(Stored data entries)
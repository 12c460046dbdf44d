//! Command-line and environment configuration.
//!
//! `.env` is loaded before parsing, so every `env = ...` below can also come
//! from there.

use std::time::Duration;

use clap::{Args, Parser, Subcommand, ValueEnum};
use taskd_core::app::AutoCompleteConfig;
use taskd_core::domain::{Role, UserId};

pub const DEFAULT_DATABASE_URL: &str = "memory://taskdb";

#[derive(Debug, Parser)]
#[command(name = "taskd", version, about = "Task service with background auto-completion")]
pub struct Cli {
    #[command(subcommand)]
    pub command: Command,
}

#[derive(Debug, Subcommand)]
pub enum Command {
    /// Run the HTTP service and the auto-completion workers
    Serve(ServeArgs),
    /// Issue a bearer token signed with the configured secret
    Token(TokenArgs),
}

#[derive(Debug, Clone, Args)]
pub struct ServeArgs {
    #[arg(long, env = "HOST", default_value = "0.0.0.0")]
    pub host: String,

    #[arg(long, env = "PORT", default_value_t = 8080)]
    pub port: u16,

    /// Store connection string (`memory://<name>`)
    #[arg(long, env = "DATABASE_URL", default_value = DEFAULT_DATABASE_URL)]
    pub database_url: String,

    #[arg(long, env = "JWT_SECRET", hide_env_values = true)]
    pub jwt_secret: String,

    /// Open tasks older than this are completed automatically
    #[arg(long, env = "AUTO_COMPLETE_MINUTES", default_value_t = 10)]
    pub auto_complete_minutes: u32,

    #[arg(long, default_value_t = 3)]
    pub workers: usize,

    #[arg(long, default_value_t = 60)]
    pub scan_interval_secs: u64,

    #[arg(long, default_value_t = 100)]
    pub queue_capacity: usize,
}

impl ServeArgs {
    pub fn auto_complete(&self) -> AutoCompleteConfig {
        AutoCompleteConfig {
            tick: Duration::from_secs(self.scan_interval_secs),
            workers: self.workers,
            queue_capacity: self.queue_capacity,
            ..AutoCompleteConfig::with_window_minutes(self.auto_complete_minutes)
        }
    }
}

#[derive(Debug, Clone, Args)]
pub struct TokenArgs {
    /// Subject of the token; a fresh id is minted when omitted
    #[arg(long)]
    pub user: Option<UserId>,

    #[arg(long, value_enum, default_value_t = RoleArg::User)]
    pub role: RoleArg,

    #[arg(long, env = "JWT_SECRET", hide_env_values = true)]
    pub jwt_secret: String,
}

#[derive(Debug, Clone, Copy, PartialEq, Eq, ValueEnum)]
pub enum RoleArg {
    User,
    Admin,
}

impl From<RoleArg> for Role {
    fn from(role: RoleArg) -> Self {
        match role {
            RoleArg::User => Role::User,
            RoleArg::Admin => Role::Admin,
        }
    }
}
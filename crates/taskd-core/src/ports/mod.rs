//! Ports - 抽象化レイヤー
//!
//! Hexagonal Architecture の「ポート」です。
//! ストア・時刻・ID 生成・パスワードハッシュを trait として切り出し、
//! テストで差し替えられるようにします。

pub mod clock;
pub mod id_generator;
pub mod password;
pub mod task_store;
pub mod user_store;

pub use self::clock::{Clock, FixedClock, ManualClock, SystemClock};
pub use self::id_generator::{IdGenerator, UlidGenerator};
pub use self::password::PasswordHasher;
pub use self::task_store::TaskStore;
pub use self::user_store::UserStore;
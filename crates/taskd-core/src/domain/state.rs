//! Task status (closed set).

use std::fmt;
use std::str::FromStr;

use serde::{Deserialize, Serialize};

use super::errors::TaskdError;

/// Task status.
///
/// Transitions are forward in practice (`pending`/`in_progress` -> `completed`),
/// but the store accepts any valid value; only the auto-completer is
/// restricted to writing `Completed`.
#[derive(Debug, Clone, Copy, Default, PartialEq, Eq, Hash, Serialize, Deserialize)]
#[serde(rename_all = "snake_case")]
pub enum TaskStatus {
    #[default]
    Pending,
    InProgress,
    Completed,
}

impl TaskStatus {
    pub const ALL: [TaskStatus; 3] = [
        TaskStatus::Pending,
        TaskStatus::InProgress,
        TaskStatus::Completed,
    ];

    /// Is this a terminal state (no further auto-transitions)?
    pub fn is_terminal(self) -> bool {
        matches!(self, TaskStatus::Completed)
    }

    /// Can the auto-completer pick this record up?
    pub fn is_open(self) -> bool {
        !self.is_terminal()
    }

    pub fn as_str(self) -> &'static str {
        match self {
            TaskStatus::Pending => "pending",
            TaskStatus::InProgress => "in_progress",
            TaskStatus::Completed => "completed",
        }
    }
}

impl fmt::Display for TaskStatus {
    fn fmt(&self, f: &mut fmt::Formatter<'_>) -> fmt::Result {
        f.write_str(self.as_str())
    }
}

impl FromStr for TaskStatus {
    type Err = TaskdError;

    fn from_str(s: &str) -> Result<Self, Self::Err> {
        TaskStatus::ALL
            .into_iter()
            .find(|status| status.as_str() == s)
            .ok_or_else(|| {
                TaskdError::Invalid(
                    "invalid status, must be one of: pending, in_progress, completed".to_string(),
                )
            })
    }
}
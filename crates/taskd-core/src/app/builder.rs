//! AppBuilder - アプリケーションの構築とワイヤリング
//!
//! # 方針
//! - Builder パターンで store / user store / hasher / clock / 設定を受け取る
//! - 起動時検証（Fail-fast 設計）: 動かない設定は `build()` で弾く
//! - 明確なエラーメッセージ

use std::sync::Arc;

use super::auto_complete::{AutoCompleteConfig, AutoCompleter};
use super::task_service::TaskService;
use super::user_service::UserService;
use crate::impls::{Argon2Hasher, InMemoryTaskStore, InMemoryUserStore};
use crate::ports::{Clock, PasswordHasher, SystemClock, TaskStore, UserStore};

/// AppBuilder はアプリケーションを構築
///
/// # 使用例
/// ```ignore
/// let app = AppBuilder::new()
///     .store(Arc::new(store))
///     .auto_complete(AutoCompleteConfig::with_window_minutes(10))
///     .build()?;
/// ```
pub struct AppBuilder {
    store: Option<Arc<dyn TaskStore>>,
    users: Option<Arc<dyn UserStore>>,
    hasher: Option<Arc<dyn PasswordHasher>>,
    clock: Option<Arc<dyn Clock>>,
    auto_complete: AutoCompleteConfig,
}

/// BuildError はアプリケーション構築時のエラー
#[derive(Debug, thiserror::Error, PartialEq, Eq)]
pub enum BuildError {
    #[error("auto-completion needs at least one worker")]
    NoWorkers,

    #[error("candidate queue capacity must be at least 1")]
    ZeroQueueCapacity,

    #[error("scan interval must be greater than zero")]
    ZeroTick,

    #[error("auto-completion window must be greater than zero")]
    NonPositiveWindow,
}

impl AppBuilder {
    pub fn new() -> Self {
        Self {
            store: None,
            users: None,
            hasher: None,
            clock: None,
            auto_complete: AutoCompleteConfig::default(),
        }
    }

    /// 未指定なら `SystemClock` 上の `InMemoryTaskStore`
    pub fn store(mut self, store: Arc<dyn TaskStore>) -> Self {
        self.store = Some(store);
        self
    }

    /// 未指定なら `SystemClock` 上の `InMemoryUserStore`
    pub fn users(mut self, users: Arc<dyn UserStore>) -> Self {
        self.users = Some(users);
        self
    }

    /// 未指定なら `Argon2Hasher`
    pub fn password_hasher(mut self, hasher: Arc<dyn PasswordHasher>) -> Self {
        self.hasher = Some(hasher);
        self
    }

    pub fn clock(mut self, clock: Arc<dyn Clock>) -> Self {
        self.clock = Some(clock);
        self
    }

    pub fn auto_complete(mut self, config: AutoCompleteConfig) -> Self {
        self.auto_complete = config;
        self
    }

    /// # 検証
    /// - workers / queue_capacity / tick が 0 でないこと
    /// - window が正であること
    pub fn build(self) -> Result<App, BuildError> {
        let config = self.auto_complete;
        if config.workers == 0 {
            return Err(BuildError::NoWorkers);
        }
        if config.queue_capacity == 0 {
            return Err(BuildError::ZeroQueueCapacity);
        }
        if config.tick.is_zero() {
            return Err(BuildError::ZeroTick);
        }
        if config.window <= chrono::TimeDelta::zero() {
            return Err(BuildError::NonPositiveWindow);
        }

        let clock = self
            .clock
            .unwrap_or_else(|| Arc::new(SystemClock) as Arc<dyn Clock>);
        let store = self.store.unwrap_or_else(|| {
            Arc::new(InMemoryTaskStore::new(Arc::clone(&clock))) as Arc<dyn TaskStore>
        });

        let users = self.users.unwrap_or_else(|| {
            Arc::new(InMemoryUserStore::new(Arc::clone(&clock))) as Arc<dyn UserStore>
        });
        let hasher = self
            .hasher
            .unwrap_or_else(|| Arc::new(Argon2Hasher::new()) as Arc<dyn PasswordHasher>);

        Ok(App {
            service: TaskService::new(Arc::clone(&store)),
            users: UserService::new(users, hasher),
            auto_completer: Arc::new(AutoCompleter::new(store, clock, config)),
        })
    }
}

impl Default for AppBuilder {
    fn default() -> Self {
        Self::new()
    }
}

/// App は組み立て済みの部品
///
/// - `service`: リクエスト処理から使う
/// - `users`: 登録・ログイン
/// - `auto_completer`: `spawn()` でバックグラウンド起動する
pub struct App {
    pub service: TaskService,
    pub users: UserService,
    pub auto_completer: Arc<AutoCompleter>,
}

#[cfg(test)]
mod tests {
    use super::*;
    use crate::domain::{Caller, NewTask, Registration, UserId};
    use chrono::TimeDelta;
    use rstest::rstest;
    use std::time::Duration;
    use ulid::Ulid;

    #[test]
    fn build_with_defaults() {
        let app = AppBuilder::new().build();
        assert!(app.is_ok());
    }

    #[rstest]
    #[case(AutoCompleteConfig { workers: 0, ..AutoCompleteConfig::default() }, BuildError::NoWorkers)]
    #[case(AutoCompleteConfig { queue_capacity: 0, ..AutoCompleteConfig::default() }, BuildError::ZeroQueueCapacity)]
    #[case(AutoCompleteConfig { tick: Duration::ZERO, ..AutoCompleteConfig::default() }, BuildError::ZeroTick)]
    #[case(AutoCompleteConfig { window: TimeDelta::zero(), ..AutoCompleteConfig::default() }, BuildError::NonPositiveWindow)]
    fn build_rejects_unusable_config(#[case] config: AutoCompleteConfig, #[case] expected: BuildError) {
        let err = AppBuilder::new().auto_complete(config).build().err();
        assert_eq!(err, Some(expected));
    }

    #[tokio::test]
    async fn service_and_completer_share_the_store() {
        let store: Arc<dyn TaskStore> = Arc::new(InMemoryTaskStore::new(Arc::new(SystemClock)));
        let app = AppBuilder::new().store(Arc::clone(&store)).build().unwrap();

        let caller = Caller::user(UserId::from_ulid(Ulid::new()));
        let task = app
            .service
            .create_task(&caller, NewTask::new("shared"))
            .await
            .unwrap();
        assert_eq!(store.find_by_id(task.id).await.unwrap(), task);
    }

    #[tokio::test]
    async fn users_go_to_the_given_store() {
        let users: Arc<dyn UserStore> = Arc::new(InMemoryUserStore::new(Arc::new(SystemClock)));
        let app = AppBuilder::new().users(Arc::clone(&users)).build().unwrap();

        let user = app
            .users
            .register(Registration {
                email: "carol@example.com".to_string(),
                username: "carol".to_string(),
                password: "secret1".to_string(),
            })
            .await
            .unwrap();
        assert_eq!(
            users.find_by_email("carol@example.com").await.unwrap(),
            Some(user)
        );
    }
}
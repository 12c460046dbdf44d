//! IdGenerator port - ID 生成の抽象化
//!
//! # 実装
//! - **UlidGenerator**: ULID ベース（本番用）

use crate::domain::ids::{TaskId, UserId};
use crate::ports::Clock;
use ulid::Ulid;

/// IdGenerator はストアが割り当てる ID を生成
///
/// # ULID の特性
/// - 時刻でソート可能（作成順と ID 順が一致する）
/// - 調整なしで生成可能
///
/// # Thread Safety
/// - `Send + Sync` を要求（ストアは複数タスクから共有される）
pub trait IdGenerator: Send + Sync {
    /// Task ID を生成
    fn generate_task_id(&self) -> TaskId;

    /// User ID を生成
    fn generate_user_id(&self) -> UserId;
}

/// UlidGenerator は ULID ベースの ID 生成器
///
/// Clock を使って現在時刻ベースの ULID を生成します。
/// ManualClock を使うテストでも、タイムスタンプ部分は時計に従います。
pub struct UlidGenerator<C> {
    clock: C,
}

impl<C: Clock> UlidGenerator<C> {
    pub fn new(clock: C) -> Self {
        Self { clock }
    }

    fn next_ulid(&self) -> Ulid {
        let timestamp_ms = self.clock.now().timestamp_millis().max(0) as u64;
        Ulid::from_parts(timestamp_ms, rand::random())
    }
}

impl<C: Clock> IdGenerator for UlidGenerator<C> {
    fn generate_task_id(&self) -> TaskId {
        TaskId::from(self.next_ulid())
    }

    fn generate_user_id(&self) -> UserId {
        UserId::from(self.next_ulid())
    }
}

## Problem details
Start with the line that contains "let users: Arc<dyn", end with the last line of the entries, and please retype every line in that span exactly, with no others.

## Solution to the exercise
        let users: Arc<dyn UserStore> = Arc::new(InMemoryUserStore::new(Arc::new(SystemClock)));
        let app = AppBuilder::new().users(Arc::clone(&users)).build().unwrap();

        let user = app
            .users
            .register(Registration {
                email: "carol@example.com".to_string(),
                username: "carol".to_string(),
                password: "secret1".to_string(),
            })
            .await
            .unwrap();
        assert_eq!(
            users.find_by_email("carol@example.com").await.unwrap(),
            Some(user)
        );
    }
}
repository 12c460046dbdf44d
//! IdGenerator port - ID 生成の抽象化
//!
//! # 実装
//! - **UlidGenerator**: ULID ベース（本番用）

use crate::domain::ids::{TaskId, UserId};
use crate::ports::Clock;
use ulid::Ulid;

/// IdGenerator はストアが割り当てる ID を生成
///
/// # ULID の特性
/// - 時刻でソート可能（作成順と ID 順が一致する）
/// - 調整なしで生成可能
///
/// # Thread Safety
/// - `Send + Sync` を要求（ストアは複数タスクから共有される）
pub trait IdGenerator: Send + Sync {
    /// Task ID を生成
    fn generate_task_id(&self) -> TaskId;

    /// User ID を生成
    fn generate_user_id(&self) -> UserId;
}

/// UlidGenerator は ULID ベースの ID 生成器
///
/// Clock を使って現在時刻ベースの ULID を生成します。
/// ManualClock を使うテストでも、タイムスタンプ部分は時計に従います。
pub struct UlidGenerator<C> {
    clock: C,
}

impl<C: Clock> UlidGenerator<C> {
    pub fn new(clock: C) -> Self {
        Self { clock }
    }

    fn next_ulid(&self) -> Ulid {
        let timestamp_ms = self.clock.now().timestamp_millis().max(0) as u64;
        Ulid::from_parts(timestamp_ms, rand::random())
    }
}

impl<C: Clock> IdGenerator for UlidGenerator<C> {
    fn generate_task_id(&self) -> TaskId {
        TaskId::from(self.next_ulid())
    }

    fn generate_user_id(&self) -> UserId {
        UserId::from(self.next_ulid())
    }
}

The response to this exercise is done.